The potential for outsized returns is further supported by projections for earnings growth. In 2025, FTSE 250 companies are forecast to grow earnings by over 18%, compared to just 9% for FTSE 100 firms — that’s according to research from abrdn. This disparity in growth prospects could drive investor interest towards mid-cap stocks.
Picking winners
Some sectors and companies will be more exposed to prevailing economic conditions than others. While some investors will prefer investing in index trackers funds, others may see an opportunity to beat the market. This could mean investing in companies that are more exposed to changes in interest rates.
Banking stocks, such as Close Brothers Group, may see improved lending activity and profitability. Meanwhile, retailers like Frasers Group could also receive a boost as consumer spending potentially increases.

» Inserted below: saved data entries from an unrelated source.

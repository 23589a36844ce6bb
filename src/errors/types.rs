use thiserror::Error;

#[derive(Debug, Error)]
pub enum DashboardError {
    /// Transport-level failure: connection refused, DNS, TLS, reset.
    #[error("Network error: {0}")]
    Network(String),

    /// The backend answered with a non-success status.
    #[error("HTTP {status}: {message}")]
    Http { status: u16, message: String },

    /// The backend answered 2xx but the body did not match the declared shape.
    #[error("Unexpected response from {endpoint}: {message}")]
    Decode { endpoint: String, message: String },

    #[error("Validation error: {0}")]
    Validation(String),

    #[error("Configuration error: {0}")]
    Config(String),

    #[error("Invalid argument: {0}")]
    InvalidArgument(String),

    #[error("IO error: {0}")]
    Io(#[from] std::io::Error),

    #[error("JSON error: {0}")]
    Json(#[from] serde_json::Error),

    #[error("YAML error: {0}")]
    Yaml(#[from] serde_yaml::Error),

    #[error("Internal error: {0}")]
    Internal(String),
}

impl DashboardError {
    pub fn status(&self) -> Option<u16> {
        match self {
            DashboardError::Http { status, .. } => Some(*status),
            _ => None,
        }
    }

    /// Process exit code used by the CLI.
    pub fn exit_code(&self) -> i32 {
        match self {
            DashboardError::Config(_) | DashboardError::Yaml(_) => 2,
            DashboardError::Validation(_) | DashboardError::InvalidArgument(_) => 3,
            DashboardError::Network(_) => 4,
            DashboardError::Http { .. } => 5,
            DashboardError::Decode { .. } => 6,
            _ => 1,
        }
    }
}

#[cfg(test)]
mod tests {
    use super::*;

    #[test]
    fn test_http_display_includes_status() {
        let err = DashboardError::Http { status: 404, message: "Not found.".into() };
        assert_eq!(err.to_string(), "HTTP 404: Not found.");
        assert_eq!(err.status(), Some(404));
    }

    #[test]
    fn test_decode_display_names_endpoint() {
        let err = DashboardError::Decode {
            endpoint: "/scan-results/3/".into(),
            message: "missing field `status`".into(),
        };
        assert!(err.to_string().contains("/scan-results/3/"));
        assert!(err.to_string().contains("missing field"));
    }

    #[test]
    fn test_exit_codes_distinguish_failure_kinds() {
        assert_eq!(DashboardError::Config("x".into()).exit_code(), 2);
        assert_eq!(DashboardError::Validation("x".into()).exit_code(), 3);
        assert_eq!(DashboardError::Network("x".into()).exit_code(), 4);
        assert_eq!(DashboardError::Http { status: 500, message: "x".into() }.exit_code(), 5);
        assert_eq!(
            DashboardError::Decode { endpoint: "/".into(), message: "x".into() }.exit_code(),
            6
        );
        assert_eq!(DashboardError::Internal("x".into()).exit_code(), 1);
    }
}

However, it’s important to recognise that the index has heightened sensitivity to domestic economic conditions. This means it can be more volatile than the FTSE 100. Moreover, developments like the recent depreciation of the pound could push up costs for many businesses, notably those that import products and sell to UK consumers.
One to consider
Hollywood Bowl (LSE:BOWL) is an interesting prospect for FTSE 250 investors. The seven analysts covering the stock currently have a median target of 404.1p, with a high of 440p and a low of 288p. This median estimate represents a 40% increase from the current share price.
Berenberg recently said Hollywood Bowl was “best in class”, noting strong fundamentals, a good management team, and a solid runway for growth. This was issued after the company reported record revenues for the year in December.

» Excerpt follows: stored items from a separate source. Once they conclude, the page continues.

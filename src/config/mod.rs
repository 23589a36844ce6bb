pub mod parser;
pub mod schema;
pub mod types;

pub use types::*;
pub use parser::{load_settings, parse_config};
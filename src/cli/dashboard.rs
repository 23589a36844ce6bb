use tracing::info;

use super::commands::DashboardArgs;
use super::{print_json, CliContext};
use crate::errors::DashboardError;
use crate::repl::renderer;
use crate::views::{DashboardView, Page};

pub async fn handle_dashboard(ctx: &CliContext, args: DashboardArgs) -> Result<(), DashboardError> {
    info!(base_url = %ctx.settings.base_url, "Loading dashboard");
    let data = ctx.track("Loading dashboard", args.json, DashboardView::fetch(ctx.api())).await?;
    let summary = data.summarize(ctx.settings.recent_scans);

    if args.json {
        return print_json(&summary);
    }
    if !ctx.quiet {
        print!("{}", renderer::render_frame(Page::Dashboard));
    }
    println!("{}", renderer::render_dashboard(&summary, &ctx.settings.date_format));
    Ok(())
}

However, like many businesses, it expects a tax hit from the October budget. It also recently took a £5m impairment on its mini-golf operations. Nonetheless, forward guidance remains pretty strong and the leisure facility owner has a plan to almost double its site number over the next decade.

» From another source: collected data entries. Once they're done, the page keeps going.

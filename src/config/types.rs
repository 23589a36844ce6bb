use serde::{Deserialize, Serialize};

use crate::utils::formatting::DEFAULT_DATE_FORMAT;

pub const DEFAULT_BASE_URL: &str = "http://localhost:8000/api";
pub const DEFAULT_RECENT_SCANS: usize = 5;

#[derive(Debug, Clone, Deserialize, Serialize, Default)]
pub struct DashboardConfig {
    pub api: Option<ApiConfig>,
    pub dashboard: Option<DashboardSection>,
    pub web_applications: Option<WebApplicationsSection>,
    pub display: Option<DisplayConfig>,
}

#[derive(Debug, Clone, Deserialize, Serialize, Default)]
pub struct ApiConfig {
    pub base_url: Option<String>,
    pub user_agent: Option<String>,
}

#[derive(Debug, Clone, Deserialize, Serialize, Default)]
pub struct DashboardSection {
    /// How many scans the "Recent Scans" table shows.
    pub recent_scans: Option<usize>,
}

#[derive(Debug, Clone, Deserialize, Serialize, Default)]
pub struct WebApplicationsSection {
    /// Trigger a scan right after a new application is saved.
    pub scan_on_create: Option<bool>,
}

#[derive(Debug, Clone, Deserialize, Serialize, Default)]
pub struct DisplayConfig {
    pub color: Option<bool>,
    pub date_format: Option<String>,
}

/// Fully resolved settings after file, environment and CLI overrides.
#[derive(Debug, Clone, PartialEq, Eq)]
pub struct Settings {
    pub base_url: String,
    pub user_agent: String,
    pub recent_scans: usize,
    pub scan_on_create: bool,
    pub color: bool,
    pub date_format: String,
}

impl Default for Settings {
    fn default() -> Self {
        Self {
            base_url: DEFAULT_BASE_URL.to_string(),
            user_agent: format!("auditdeck/{}", env!("CARGO_PKG_VERSION")),
            recent_scans: DEFAULT_RECENT_SCANS,
            scan_on_create: false,
            color: true,
            date_format: DEFAULT_DATE_FORMAT.to_string(),
        }
    }
}

impl Settings {
    /// Layer a parsed config file over the defaults.
    pub fn from_config(config: &DashboardConfig) -> Self {
        let defaults = Self::default();
        let api = config.api.clone().unwrap_or_default();
        let display = config.display.clone().unwrap_or_default();
        Self {
            base_url: api.base_url.unwrap_or(defaults.base_url),
            user_agent: api.user_agent.unwrap_or(defaults.user_agent),
            recent_scans: config
                .dashboard
                .as_ref()
                .and_then(|d| d.recent_scans)
                .unwrap_or(defaults.recent_scans),
            scan_on_create: config
                .web_applications
                .as_ref()
                .and_then(|w| w.scan_on_create)
                .unwrap_or(defaults.scan_on_create),
            color: display.color.unwrap_or(defaults.color),
            date_format: display.date_format.unwrap_or(defaults.date_format),
        }
    }
}

#[cfg(test)]
mod tests {
    use super::*;

    #[test]
    fn test_settings_defaults() {
        let settings = Settings::default();
        assert_eq!(settings.base_url, "http://localhost:8000/api");
        assert_eq!(settings.recent_scans, 5);
        assert!(!settings.scan_on_create);
        assert!(settings.color);
        assert!(settings.user_agent.starts_with("auditdeck/"));
    }

    #[test]
    fn test_empty_config_yields_defaults() {
        assert_eq!(Settings::from_config(&DashboardConfig::default()), Settings::default());
    }

    #[test]
    fn test_config_sections_override_defaults() {
        let config: DashboardConfig = serde_yaml::from_str(
            "api:\n  base_url: https://audit.internal/api\ndashboard:\n  recent_scans: 10\nweb_applications:\n  scan_on_create: true\ndisplay:\n  color: false\n",
        )
        .unwrap();
        let settings = Settings::from_config(&config);
        assert_eq!(settings.base_url, "https://audit.internal/api");
        assert_eq!(settings.recent_scans, 10);
        assert!(settings.scan_on_create);
        assert!(!settings.color);
        assert_eq!(settings.date_format, DEFAULT_DATE_FORMAT);
    }
}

From a valuation perspective, the figures are rather strong. It’s trading at 14.4 times expected earnings for this current year, and that falls to 11.4 times for 2027. This, combined with a 4.2% dividend yield, means I’m actually very intrigued by this proposition. I’m not buy now, but I’m going to add this one to my watchlist.
I wouldn’t say this stock offers investors the chance to get rich, but it could put them on the path to greater wealth creation in 2025.
The post Beaten-down FTSE 250: a chance to get rich in 2025? appeared first on The Motley Fool UK.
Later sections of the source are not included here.